The Promotion

WallThe alarm rang and I reached out for the snooze button. I knocked my phone onto the floor and scrabbled around for it. Next to me Caroline groaned and asked me to turn it off. I eventually managed and pressed myself against her, enjoying my final moments of warmth. I counted to 100 and slid out of bed and into the shower.

Shampoo, body wash, toothpaste, contact lenses, shaving foam, aftershave, deodorant and I’m good to go. I grabbed a cereal bar, downed a glass of apple juice and whispered goodbye to the snug, inanimate body on the bed.

The tube was a nightmare. I fought my way onto a train, eyed up the carriage for any signs of a possible seat (no chance) and balanced a free newspaper on someone’s back. Front page story: three women who had been living as slaves in a Brixton flat for 30 years had made a break for freedom.

I arrived at London Bridge and had a brief but cold walk to the office. On the way I stopped at Cafe Nero and chatted to the barista about the weather as she prepared my flat white. We both agreed that it was very cold.

I walked through the office door and headed straight for the kitchen to grab a piece of fruit before it all disappeared. A lone plum rested in the corner of the fruit bowl. I seized it and laughed about the lack of apples with a few of my colleagues. “Who even likes plumbs?” I joked.

It was a Wednesday so I headed straight into my team’s midweek meeting. Numbers were looking good and everyone was in a great mood. Bonuses were due to be announced in the next few days and we were all optimistic. After the meeting I discussed the lack of apples with another colleague. “Who even likes plumbs?” I complained.

At lunch I got a call from Carol. She wanted to know if I had any preferences regarding the Christmas tree lights. I laughed and said I didn’t. I told her to get whatever the kids wanted. “But coloured lights are so tacky,” she said.

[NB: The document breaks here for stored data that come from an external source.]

//! Panic reporting.
//!
//! # Responsibilities
//! - Keep panics that a recovery boundary catches off stderr, so the boundary's
//!   own record is the only report
//! - Remember where the last contained panic on this thread happened
//! - Leave every other panic to the previously installed hook
//!
//! # Design Decisions
//! - A boundary marks the polls it runs with [`contained`]; the hook runs on
//!   the panicking thread, inside that poll, before the unwind reaches
//!   `catch_unwind`
//! - The hook is installed once per process

use std::cell::{Cell, RefCell};
use std::future::{poll_fn, Future};
use std::panic;
use std::pin::pin;
use std::sync::Once;

thread_local! {
    static CONTAINED_DEPTH: Cell<usize> = const { Cell::new(0) };
    static LAST_LOCATION: RefCell<Option<String>> = const { RefCell::new(None) };
}

static INSTALL: Once = Once::new();

/// Install the process-wide panic hook. Later calls do nothing.
pub fn install_panic_hook() {
    INSTALL.call_once(|| {
        let previous = panic::take_hook();
        panic::set_hook(Box::new(move |info| {
            if CONTAINED_DEPTH.with(Cell::get) > 0 {
                let location = info.location().map(|location| location.to_string());
                LAST_LOCATION.with(|slot| *slot.borrow_mut() = location);
            } else {
                previous(info);
            }
        }));
    });
}

/// Run `future` as a recovery boundary: panics raised while it is polled are
/// left to the caller's `catch_unwind` to report.
pub fn contained<F: Future>(future: F) -> impl Future<Output = F::Output> {
    async move {
        let mut future = pin!(future);
        poll_fn(|cx| {
            let _scope = Scope::enter();
            future.as_mut().poll(cx)
        })
        .await
    }
}

/// Take the location recorded by the most recent contained panic on this thread.
pub fn take_location() -> Option<String> {
    LAST_LOCATION.with(|slot| slot.borrow_mut().take())
}

struct Scope;

impl Scope {
    fn enter() -> Self {
        CONTAINED_DEPTH.with(|depth| depth.set(depth.get() + 1));
        Scope
    }
}

impl Drop for Scope {
    fn drop(&mut self) {
        CONTAINED_DEPTH.with(|depth| depth.set(depth.get() - 1));
    }
}
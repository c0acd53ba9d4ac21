//! Time-parity demo endpoint.

use std::time::{SystemTime, UNIX_EPOCH};

use crate::http::fault::Fault;

/// `/api/hello`: succeeds on even UNIX seconds, raises a controlled fault on odd ones.
pub async fn hello() -> Result<&'static str, Fault> {
    let now = SystemTime::now().duration_since(UNIX_EPOCH)?;
    hello_at(now.as_secs())
}

pub fn hello_at(unix_secs: u64) -> Result<&'static str, Fault> {
    if unix_secs % 2 == 0 {
        Ok("/hello")
    } else {
        Err(Fault::controlled_value(1))
    }
}

#[cfg(test)]
mod tests {
    use super::*;

    #[test]
    fn even_seconds_succeed() {
        assert_eq!(hello_at(1_700_000_000).unwrap(), "/hello");
    }

    #[test]
    fn odd_seconds_fault_in_a_controlled_way() {
        let fault = hello_at(1_700_000_001).unwrap_err();
        assert!(fault.is_controlled());
        assert_eq!(fault.record().message, "1");
    }
}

As I was eating my sandwich, my manager pulled up a seat next to me and told me we needed to talk. “Nothing bad,” he said, “We just need to figure out a way to get Simon out and you in.” He was referring to my line manager who was paid more than me, but incapable of functioning without me by his side.

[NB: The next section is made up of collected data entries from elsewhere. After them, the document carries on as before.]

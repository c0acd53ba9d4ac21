//! In-flight request tracking.
//!
//! # Responsibilities
//! - Count requests currently inside the recovery boundary
//! - Report the drain size when the listener stops
//! - Publish the count as a gauge

use std::sync::atomic::{AtomicU64, Ordering};
use std::sync::Arc;

use crate::observability::metrics;

/// Process-wide request sequence.
static REQUEST_SEQ: AtomicU64 = AtomicU64::new(1);

/// Tracks requests between entry and exit of the recovery middleware.
#[derive(Debug, Clone, Default)]
pub struct InFlight {
    active: Arc<AtomicU64>,
}

impl InFlight {
    pub fn new() -> Self {
        Self::default()
    }

    /// Record a request entering. Returns a guard that decrements on drop,
    /// including when the request future is dropped mid-flight.
    pub fn track(&self) -> InFlightGuard {
        let now = self.active.fetch_add(1, Ordering::SeqCst) + 1;
        metrics::record_in_flight(now);
        InFlightGuard {
            active: Arc::clone(&self.active),
            seq: REQUEST_SEQ.fetch_add(1, Ordering::Relaxed),
        }
    }

    /// Current number of in-flight requests.
    pub fn count(&self) -> u64 {
        self.active.load(Ordering::SeqCst)
    }
}

/// Guard held for a request's lifetime.
#[derive(Debug)]
pub struct InFlightGuard {
    active: Arc<AtomicU64>,
    seq: u64,
}

impl InFlightGuard {
    /// Process-wide sequence number of this request.
    pub fn seq(&self) -> u64 {
        self.seq
    }
}

impl Drop for InFlightGuard {
    fn drop(&mut self) {
        let now = self.active.fetch_sub(1, Ordering::SeqCst) - 1;
        metrics::record_in_flight(now);
        tracing::trace!(seq = self.seq, "Request left");
    }
}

I had voiced the idea of getting rid of him a few months ago and apparently management had decided it was the right move. I was in line for a promotion and no doubt a significant pay rise. The news made me happy, although I did feel for Simon. He wasn’t a bad person, just an incompetent waste of space.

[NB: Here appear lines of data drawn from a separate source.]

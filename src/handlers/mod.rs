//! Request handlers served by the supervised listener.
//!
//! These are thin collaborators: an acknowledgement at `/`, a demo endpoint
//! that alternates between success and a controlled fault, echo endpoints,
//! diagnostics under `/debug/pprof/` and static files.

pub mod debug;
pub mod demo;
pub mod echo;
pub mod form;

use axum::http::StatusCode;
use axum::routing::any;
use axum::Router;
use metrics_exporter_prometheus::PrometheusHandle;
use tower_http::services::ServeDir;

use crate::config::ServiceConfig;

/// Build the application routes. Middleware is added by the listener.
pub fn routes(config: &ServiceConfig, metrics: Option<PrometheusHandle>) -> Router {
    let mut router = Router::new()
        .route("/", any(root))
        .route("/api/hello", any(demo::hello))
        .route("/api/hello1", any(echo::form_echo))
        .route("/api/hello2", any(echo::body_echo))
        .route("/api/hello3", any(echo::field_name))
        .route("/api/hello4", any(echo::content))
        .route("/api/hello5", any(echo::file_echo))
        .fallback(not_found);

    if config.observability.profiling_enabled {
        router = router.merge(debug::router(metrics));
    }

    let static_files = &config.static_files;
    if static_files.enabled {
        let prefix = static_files.prefix.trim_end_matches('/');
        tracing::debug!(prefix, root = %static_files.root, "Serving static files");
        router = router.nest_service(prefix, ServeDir::new(&static_files.root));
    }

    router
}

async fn root() -> &'static str {
    "it works"
}

async fn not_found() -> (StatusCode, &'static str) {
    (StatusCode::NOT_FOUND, "404 page not found\n")
}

After lunch I returned to my desk just in time to overhear Simon complaining about me. “… And he always takes an hour for lunch no matter how much work there is and…”. He stopped when he saw me and grinned. “Hello mate, what did you go for today?” “Noodles,” I replied drily.

Over the next five hours, I got through a number of reports and spreadsheets. Simon searched the internet to find out how to work out percentages, read a sports website and finally Googled his own name.

As soon as the clock struck 5.45 he made a big show of stretching, locking up his laptop and putting his coat on. “See you tomorrow mate!” He called as he strode towards the door. I smiled at him.

When it was time for me to leave I shut down my laptop and decided against taking it home. I was on the phone to Carol as I entered the station. “So I bought coloured lights in the end, but they’re quite small, you’ll like them.” “I’m sure I will,” I said, “I’m underground now connection’s going to cut…” I hung up.

I arrived at the platform and was relieved to see headlights approaching from the darkness of the tunnel. “Good,” I thought. I was in no mood to wait. The train approached, I felt and moment of pure adrenaline and panic and I launched myself underneath the carriage.